世界観についてはだいぶ固まってきたように思いますが、
逆にヒロイン像については初報からほとんど追加されていないような?

公式に情報が出そろっていない今こそが創作活動のチャンス。
そんな話を聞いて、自分も突発的にSSを1本書き上げてしまいました。

というかSSなんて書いたのはこれが初めて。
ヒロイン像を考察してあれこれ論じるよりSSを書き上げた方が伝わりやすい?
そんな風に思って気がつけば何とか仕上がっていました。
自分でもビックリ。夏コミでテンション上がっていたんですかね。

とは言えいろいろツッコミどころ満載のSSですが、
初めてってことで大目に見てください…。

 

穢翼のユースティアSS 素直になれない私の居場所

「――はい、まあこんなところね」
 
余った包帯を片付けながら相手の顔も見ずに言い放つ。
 
「さんきゅー、エリス。一時はどうなるかと思ったよ」
「たかが捻挫で大げさなのよ。私だって暇じゃないんだけど?」
「とは言ってもこの身体に何かあったら、それこそ生きていけないんだもん。
 そりゃちょっとは神経質にもなるってもんよ」
「だからっていちいち私のところに来ないでよね」
「まあまあ、ホントに感謝してるんだから。
 仲間もみんな言ってるよ?エリスがいると何があっても安心だって」
「やめてよね、私が医者をやっているのはあくまで副業。
 本業はカイムの――」
「あーはいはい、わかってるって。本業はカイムの妻、でしょ?
 もうイヤってほど聞いたよそのセリフ」
「わかってるなら尚更よ、私はカイムの世話で忙しいの」
「またまたぁ。エリスって家事はからっきしじゃな――
 おっと何でもないよ。そんな怖い顔しないでってば。
 それじゃあエリス、ホントありがと、また何かあったらよろしくね」
 
そう言うと、来たときと同じようにリサは慌ただしく帰っていった。
まったく、いつものことながらいい加減にしてほしいものだ。
 
リサは何かにつけて私のところにやって来る。
やれ料理中に指を切っただの、やれ街道で足をひねっただの。
ここ牢獄にいる以上、健康でいられることの方が珍しいくらいなのに
毎回小さなことでやって来ては、治療の傍ら世間話ばかり一方的に話していく。
彼女なりの生きがいなのかもしれないが、こちらはいい迷惑だ。
 
何も好きで医者をやっているわけではない。
ここ牢獄で生きていくためには何かしらに長ける腕が必要なのだ。
カイムの妻、と公言しているだけではダメなのは自分でもわかっている。
だからやりたくもない医者で生計を立てているのだ。
 
そんな風に考えると急にやる気がなくなってきた。
今日はもう店じまいを決め込んで薬草やら包帯やらを片付けていると、
ユースティアが買い出しから帰ってきた。
 
「ただいま戻りましたー」
「あら、ずいぶん遅かったじゃないの」
「はい、帰り道にばったりメルトさんにお会いして少し話し込んでしまいました。
 それにほら見てください!メルトさんからこんなにお野菜をいただいちゃいました!
 今日のお夕飯はポトフにしましょう!カイムさんも喜びますよ!」
 
メルトからもらったらしき紙袋に入った食材をのぞき込んで
笑顔で夕飯のプランを立てているユースティアを見て、
またいつもの対抗心が芽生えてしまう。
 
「ちょっと、いったい何度言ったらわかるのよ。
 彼の世話は妻である私だけで十分。あなたが出る幕はないわよ」
「え?でもエリスさん、お料理は私が…」
「ほら、いいからどきなさい。

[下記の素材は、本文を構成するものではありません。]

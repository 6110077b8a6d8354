//! Install queue
//!
//! Ordered FIFO of package files with set semantics on the resolved path and
//! a cursor that tracks the entry being processed during a batch run.

use crate::core::types::PackageRef;
use crate::error::Result;
use std::path::Path;

/// Where an entry stands relative to the cursor
#[derive(Debug, Clone, Copy, PartialEq, Eq)]
pub enum EntryStatus {
    /// Already attempted (succeeded or failed)
    Done,
    Current,
    Pending,
}

#[derive(Debug, Clone, Default)]
pub struct InstallQueue {
    entries: Vec<PackageRef>,
    // None while no batch is running
    cursor: Option<usize>,
}

impl InstallQueue {
    pub fn new() -> Self {
        Self::default()
    }

    /// Append a package unless one with the same resolved path is queued.
    ///
    /// Returns `false` when the package was already present.
    pub fn enqueue(&mut self, package: PackageRef) -> bool {
        if self.contains(package.path()) {
            return false;
        }
        self.entries.push(package);
        true
    }

    /// Build a [`PackageRef`] from a path and enqueue it.
    pub fn enqueue_path(&mut self, path: impl AsRef<Path>) -> Result<bool> {
        let package = PackageRef::new(path)?;
        Ok(self.enqueue(package))
    }

    pub fn contains(&self, path: &Path) -> bool {
        self.entries.iter().any(|p| p.path() == path)
    }

    /// Remove a pending entry. Entries cannot be removed while a run is active.
    pub fn remove(&mut self, index: usize) -> Option<PackageRef> {
        if self.is_running() || index >= self.entries.len() {
            return None;
        }
        Some(self.entries.remove(index))
    }

    pub fn clear(&mut self) {
        self.entries.clear();
        self.cursor = None;
    }

    pub fn len(&self) -> usize {
        self.entries.len()
    }

    pub fn is_empty(&self) -> bool {
        self.entries.is_empty()
    }

    pub fn get(&self, index: usize) -> Option<&PackageRef> {
        self.entries.get(index)
    }

    pub fn iter(&self) -> impl Iterator<Item = &PackageRef> {
        self.entries.iter()
    }

    pub fn cursor(&self) -> Option<usize> {
        self.cursor
    }

    pub fn is_running(&self) -> bool {
        self.cursor.is_some()
    }

    pub fn current(&self) -> Option<&PackageRef> {
        self.cursor.and_then(|i| self.entries.get(i))
    }

    pub fn status_of(&self, index: usize) -> EntryStatus {
        match self.cursor {
            Some(cursor) if index < cursor => EntryStatus::Done,
            Some(cursor) if index == cursor => EntryStatus::Current,
            _ => EntryStatus::Pending,
        }
    }

    pub(crate) fn begin(&mut self) {
        self.cursor = Some(0);
    }

    /// Move the cursor forward by one; it never moves backwards during a run.
    pub(crate) fn advance(&mut self) {
        if let Some(cursor) = self.cursor.as_mut() {
            *cursor += 1;
        }
    }

    /// End a run: the queue is emptied and the cursor returns to "not running".
    pub(crate) fn finish(&mut self) {
        self.clear();
    }
}

#[cfg(test)]
mod tests {
    use super::*;
    use std::fs;
    use tempfile::tempdir;

    #[test]
    fn duplicate_paths_are_ignored() {
        let dir = tempdir().expect("tempdir");
        let file = dir.path().join("a.deb");
        fs::write(&file, b"x").expect("write");

        let mut queue = InstallQueue::new();
        assert!(queue.enqueue_path(&file).expect("enqueue"));
        assert!(!queue.enqueue_path(&file).expect("enqueue again"));
        // Same file reached through a non-normalized path
        let dotted = dir.path().join(".").join("a.deb");
        assert!(!queue.enqueue_path(&dotted).expect("enqueue dotted"));
        assert_eq!(queue.len(), 1);
    }

    #[test]
    fn insertion_order_is_kept() {
        let mut queue = InstallQueue::new();
        queue.enqueue_path("/tmp/q/b.rpm").expect("b");
        queue.enqueue_path("/tmp/q/a.deb").expect("a");
        let names: Vec<_> = queue.iter().map(|p| p.name().to_string()).collect();
        assert_eq!(names, vec!["b.rpm", "a.deb"]);
    }

    #[test]
    fn cursor_tracks_entry_status() {
        let mut queue = InstallQueue::new();
        queue.enqueue_path("/tmp/q/one.deb").expect("one");
        queue.enqueue_path("/tmp/q/two.deb").expect("two");
        queue.enqueue_path("/tmp/q/three.deb").expect("three");
        assert_eq!(queue.cursor(), None);

        queue.begin();
        queue.advance();
        assert_eq!(queue.status_of(0), EntryStatus::Done);
        assert_eq!(queue.status_of(1), EntryStatus::Current);
        assert_eq!(queue.status_of(2), EntryStatus::Pending);
        assert_eq!(queue.current().map(|p| p.name()), Some("two.deb"));

        // No removals mid-run
        assert!(queue.remove(2).is_none());

        queue.finish();
        assert!(queue.is_empty());
        assert!(!queue.is_running());
    }

    #[test]
    fn remove_by_index_when_idle() {
        let mut queue = InstallQueue::new();
        queue.enqueue_path("/tmp/q/one.deb").expect("one");
        queue.enqueue_path("/tmp/q/two.deb").expect("two");
        let removed = queue.remove(0).expect("removed");
        assert_eq!(removed.name(), "one.deb");
        assert_eq!(queue.len(), 1);
        assert!(queue.remove(5).is_none());
    }
}
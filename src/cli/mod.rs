pub mod args;
pub mod dispatcher;

pub use args::{Cli, Command, GlobalFlags, HistoryCommand, SettingsAction, VerifyFlags};
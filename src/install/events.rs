use super::stage::InstallStage;
use crate::core::types::InstallResult;
use std::sync::mpsc::Sender;

/// Notification emitted while an install runs.
///
/// For one install, `Step` events arrive in stage order with non-decreasing
/// percentages and `Finished` is always the last event.
#[derive(Debug, Clone, PartialEq, Eq)]
pub enum InstallEvent {
    Step {
        stage: InstallStage,
        percent: u8,
        message: String,
    },
    Status(String),
    Finished(InstallResult),
}

/// Sending half of the progress channel.
///
/// Sends never block and a dropped receiver is ignored: the install keeps
/// going whether or not anyone is listening.
#[derive(Debug, Clone)]
pub struct EventSink {
    tx: Sender<InstallEvent>,
}

impl EventSink {
    pub fn new(tx: Sender<InstallEvent>) -> Self {
        Self { tx }
    }

    pub(super) fn enter(&self, stage: InstallStage) {
        self.step(stage, stage.percent(), stage.description());
    }

    pub(super) fn step(&self, stage: InstallStage, percent: u8, message: &str) {
        let _ = self.tx.send(InstallEvent::Step {
            stage,
            percent,
            message: message.to_string(),
        });
    }

    pub(super) fn status(&self, message: impl Into<String>) {
        let _ = self.tx.send(InstallEvent::Status(message.into()));
    }

    pub(super) fn finish(&self, result: InstallResult) {
        let _ = self.tx.send(InstallEvent::Finished(result));
    }
}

ちょうど私が夕食の支度をするところだったのよ」
 
困惑気味のユースティアを押しのけるようにして厨房の前に立つ私。
正直料理は面倒くさい。
ただ、だからといって彼女にカイムの世話をさせるのはどうしても我慢ならないのだ。
 
彼女――ユースティアが来てからしばらく経つ。
彼女は憎らしいくらいによくできた子だった。
料理はおろか家事全般もそつなくこなす。
私とは正反対。
 
これが嫉妬だってことくらいわかってる。
本当は彼女に料理を任せた方がいいこともわかってる。
でも、どうしてもカイムの世話だけは私がやりたい。
だって、私は彼の妻なのだから。
 
そう決意すると、まるで親の敵を見るかのように厨房を一瞥して料理に取りかかった。
ユースティアは後ろでおろおろしながらしばらく私を止めようとしていたが、
私が無視し続けると、あきらめたのか静観することにしたようだった。
 
ほどなくして、できあがった料理を前にユースティアと私が向かい合う。
ユースティアは何か言いたそうに料理をちらちら見ていたが、
やがて私の目を見ておずおずと口を開いた。
 
「あ、あの…エリス、さん?」
「…何よ?」
「その…作っていただいたお料理なんですけど…」
「……」
「……」
 
また二人して黙ってしまう。
どれくらいそうしていただろうか。
再びユースティアが口を開く。
 
「…お料理、ちょっと焦げちゃいましたね」
「……」
 
無言で返す私。
彼女はそう言うが、実際はちょっとどころではない。
先ほどまで料理になるべく夢見ていた食材たちが見事に真っ黒だ。
もはや炭にしか見えない。
 
「……」
「……」
 
わかっている、私に家事の才能はないのだ。
カイムのためでなければこんな面倒なことなんてする気にもならない。
そんな態度で作られてたまるかとばかりに黒い物体はその存在を主張していた。
 
ユースティアは料理――になりそこねたその黒い物体をもう一度見ると、
やおら何かを決意したかのように真剣な顔になり、おもむろにエリスの手を取った。
 
「エリスさん!私と一緒にお夕飯の支度しませんか!?」
「…えっ?」
「一緒にお料理すれば一人で作るよりずっとずっとおいしいものが作れますよ!」
 
おもむろなユースティアの気迫にやや気圧されながら思う。
 
きっと、彼女なりの優しさなんだろう。
私に料理の才能がないのは誰が見ても明らか。
でも、そこには一切触れず一緒に料理をしようと言ってくれる。
私がやりますからとは決して言わず、みんなが笑顔になる方向を目指すように。
 
なんて健気な子なのだろう。
私がこうしてつらく当たっても決して嫌おうとしない。
それどころかうち解けようとさらに踏み込んでくる。
彼女の優しさに思わず首を縦に振りそうになる。
 
でも、わかっていても受け入れられなかった。
私自身のプライドがそれを許さなかった。
 
私はユースティアの手を払いのけるようにして言い放つ。
 
「もういいわ、夕食の支度はあなたがしてちょうだい。
 私は夕食まで新薬の調合をしているから」
「…そう、ですか」
 
そう言ってしゅんとなるユースティア。
ここまでくるとさすがに罪悪感もこみ上げてくる。
そんな感情を悟られないように私は早々と自室に引きこもった。
 
ユースティアがいい子なのはわかっている。
彼女の表情はとても牢獄の住人とは思えないほどに明るい。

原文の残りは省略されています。